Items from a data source
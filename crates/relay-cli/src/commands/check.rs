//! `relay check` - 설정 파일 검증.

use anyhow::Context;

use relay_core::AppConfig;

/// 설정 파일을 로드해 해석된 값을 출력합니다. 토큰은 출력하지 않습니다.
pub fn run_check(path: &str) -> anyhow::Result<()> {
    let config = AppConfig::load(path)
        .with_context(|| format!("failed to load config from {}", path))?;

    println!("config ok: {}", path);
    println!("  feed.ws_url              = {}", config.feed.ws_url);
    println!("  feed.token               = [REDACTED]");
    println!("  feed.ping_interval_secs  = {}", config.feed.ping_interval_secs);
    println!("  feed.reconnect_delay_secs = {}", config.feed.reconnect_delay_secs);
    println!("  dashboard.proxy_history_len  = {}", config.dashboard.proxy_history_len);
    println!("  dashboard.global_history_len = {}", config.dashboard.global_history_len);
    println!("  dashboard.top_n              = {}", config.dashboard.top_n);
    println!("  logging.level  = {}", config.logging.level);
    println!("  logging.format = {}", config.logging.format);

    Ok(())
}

- [What is needed]: Reproduce the records in full, exactly as written.

- [Answer]:
filename crates/relay-cli/src/commands/check.rs
//! `relay check` - 설정 파일 검증.

use anyhow::Context;

use relay_core::AppConfig;

/// 설정 파일을 로드해 해석된 값을 출력합니다. 토큰은 출력하지 않습니다.
pub fn run_check(path: &str) -> anyhow::Result<()> {
    let config = AppConfig::load(path)
        .with_context(|| format!("failed to load config from {}", path))?;

    println!("config ok: {}", path);
    println!("  feed.ws_url              = {}", config.feed.ws_url);
    println!("  feed.token               = [REDACTED]");
    println!("  feed.ping_interval_secs  = {}", config.feed.ping_interval_secs);
    println!("  feed.reconnect_delay_secs = {}", config.feed.reconnect_delay_secs);
    println!("  dashboard.proxy_history_len  = {}", config.dashboard.proxy_history_len);
    println!("  dashboard.global_history_len = {}", config.dashboard.global_history_len);
    println!("  dashboard.top_n              = {}", config.dashboard.top_n);
    println!("  logging.level  = {}", config.logging.level);
    println!("  logging.format = {}", config.logging.format);

    Ok(())
}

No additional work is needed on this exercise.